> [What you should do] From the line with "pub mod state;" to the line with "use balance_types::error::BalanceResult;", retype every line exactly, including those two, and leave out the rest of the data below.

> [The records]
####

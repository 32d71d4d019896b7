// ─────────────────────────────────────────────────────────────────────
// SCPN Balance Sim — Balance Types
// © 1998–2026 Miroslav Šotek. All rights reserved.
// Contact: www.anulum.li | protoscience@anulum.li
// ORCID: https://orcid.org/0009-0009-3560-0851
// License: GNU AGPL v3 | Commercial licensing available
// ─────────────────────────────────────────────────────────────────────
pub mod config;
pub mod constants;
pub mod error;
pub mod params;
pub mod state;
// ─────────────────────────────────────────────────────────────────────
// SCPN Balance Sim — End-to-End Scenario Tests
// © 1998–2026 Miroslav Šotek. All rights reserved.
// Contact: www.anulum.li | protoscience@anulum.li
// ORCID: https://orcid.org/0009-0009-3560-0851
// License: GNU AGPL v3 | Commercial licensing available
// ─────────────────────────────────────────────────────────────────────
//! Full 10 s runs of the three balancing scenarios at default settings.

use balance_control::scenarios::{
    ScenarioRunner, TraceSink, MASS_SWEEP_TITLE, POKE_TITLE, REGULAR_TITLE,
};
use balance_types::config::{ExperimentConfig, MassSweepConfig, SensorConfig};
use balance_types::error::BalanceResult;
use balance_types::params::PhysicalParameters;
use balance_types::state::LabeledTrace;

const RUNTIME: f64 = 10.0;
const DT: f64 = 0.001;

fn runner(sensor: SensorConfig) -> ScenarioRunner {
    ScenarioRunner::new(PhysicalParameters::default()).with_sensor(sensor)
}

#[test]
fn regular_balancing_recovers_upright() {
    let initial = 10.0_f64.to_radians();
    for sensor in [SensorConfig::seeded(42), SensorConfig::ideal()] {
        let trace = runner(sensor).run_regular_balancing(RUNTIME, DT).unwrap();
        assert_eq!(trace.len(), 10_000);
        assert!(trace.is_finite());
        let final_tilt = trace.final_state().unwrap().tilt();
        assert!(
            final_tilt.abs() < initial,
            "final tilt {final_tilt} not below initial {initial}"
        );
        // Settles well within a degree
        assert!(final_tilt.abs() < 1.0_f64.to_radians());
    }
}

#[test]
fn poke_disturbs_then_decays() {
    let trace = runner(SensorConfig::ideal()).run_poke(RUNTIME, DT).unwrap();
    let t = trace.time();
    let theta = trace.angle();

    assert!(t.iter().zip(theta).filter(|(t, _)| **t < 5.0).all(|(_, th)| *th == 0.0));

    let peak = t
        .iter()
        .zip(theta)
        .filter(|(t, _)| **t >= 5.0 && **t <= 5.5)
        .fold(0.0_f64, |acc, (_, th)| acc.max(th.abs()));
    assert!(peak > 1e-3, "peak after push only {peak}");

    let final_tilt = trace.final_state().unwrap().tilt().abs();
    assert!(final_tilt < 0.1 * peak, "final {final_tilt} vs peak {peak}");
}

#[test]
fn mass_sweep_covers_range_and_keeps_base() {
    let runner = runner(SensorConfig::seeded(42));
    let base_mass = runner.params().body_mass;
    let runs = runner.run_mass_sweep(RUNTIME, DT).unwrap();

    let labels: Vec<&str> = runs.iter().map(|r| r.label.as_str()).collect();
    assert_eq!(
        labels,
        ["+0.5kg", "+1.5kg", "+2.5kg", "+3.5kg", "+4.5kg", "+5.5kg", "+6.5kg", "+7.5kg"]
    );
    for run in &runs {
        assert_eq!(run.trace.len(), 10_000);
        assert!(run.trace.is_finite(), "{} diverged", run.label);
        let final_tilt = run.trace.final_state().unwrap().tilt();
        assert!(final_tilt.abs() < 10.0_f64.to_radians(), "{}", run.label);
    }
    assert_eq!(runner.params().body_mass, base_mass);
}

#[test]
fn retuned_sweep_also_balances() {
    let runner = runner(SensorConfig::ideal()).with_sweep(MassSweepConfig {
        retune_per_payload: true,
        ..MassSweepConfig::default()
    });
    let runs = runner.run_mass_sweep(RUNTIME, DT).unwrap();
    assert_eq!(runs.len(), 8);
    for run in &runs {
        let final_tilt = run.trace.final_state().unwrap().tilt();
        assert!(final_tilt.abs() < 1.0_f64.to_radians(), "{}", run.label);
    }
}

#[test]
fn seeded_runs_are_reproducible() {
    let a = runner(SensorConfig::seeded(7)).run_regular_balancing(1.0, DT).unwrap();
    let b = runner(SensorConfig::seeded(7)).run_regular_balancing(1.0, DT).unwrap();
    assert_eq!(a, b);

    let c = runner(SensorConfig::seeded(8)).run_regular_balancing(1.0, DT).unwrap();
    assert_ne!(a.angle(), c.angle());
}

#[derive(Default)]
struct RecordingSink {
    shown: Vec<(String, usize)>,
}

impl TraceSink for RecordingSink {
    fn present(&mut self, title: &str, runs: &[LabeledTrace]) -> BalanceResult<()> {
        self.shown.push((title.to_string(), runs.len()));
        Ok(())
    }
}

#[test]
fn run_all_presents_each_scenario() {
    let mut config = ExperimentConfig::default();
    config.sensor = SensorConfig::seeded(1);
    let runner = ScenarioRunner::from_config(&config).unwrap();

    let mut sink = RecordingSink::default();
    runner.run_all(0.5, DT, &mut sink).unwrap();

    assert_eq!(
        sink.shown,
        vec![
            (REGULAR_TITLE.to_string(), 1),
            (POKE_TITLE.to_string(), 1),
            (MASS_SWEEP_TITLE.to_string(), 8),
        ]
    );
}

#[test]
fn shipped_config_matches_defaults() {
    let path = std::path::PathBuf::from(env!("CARGO_MANIFEST_DIR"))
        .join("..")
        .join("..")
        .join("configs")
        .join("balancebot.json");
    let config = ExperimentConfig::from_file(path.to_str().unwrap()).unwrap();
    let runner = ScenarioRunner::from_config(&config).unwrap();
    assert_eq!(*runner.params(), PhysicalParameters::default());
    assert!((config.u_max() - 35.3).abs() < 1e-9);
}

####

> [Result below]
pub mod state;
// ─────────────────────────────────────────────────────────────────────
// SCPN Balance Sim — End-to-End Scenario Tests
// © 1998–2026 Miroslav Šotek. All rights reserved.
// Contact: www.anulum.li | protoscience@anulum.li
// ORCID: https://orcid.org/0009-0009-3560-0851
// License: GNU AGPL v3 | Commercial licensing available
// ─────────────────────────────────────────────────────────────────────
//! Full 10 s runs of the three balancing scenarios at default settings.

use balance_control::scenarios::{
    ScenarioRunner, TraceSink, MASS_SWEEP_TITLE, POKE_TITLE, REGULAR_TITLE,
};
use balance_types::config::{ExperimentConfig, MassSweepConfig, SensorConfig};
use balance_types::error::BalanceResult;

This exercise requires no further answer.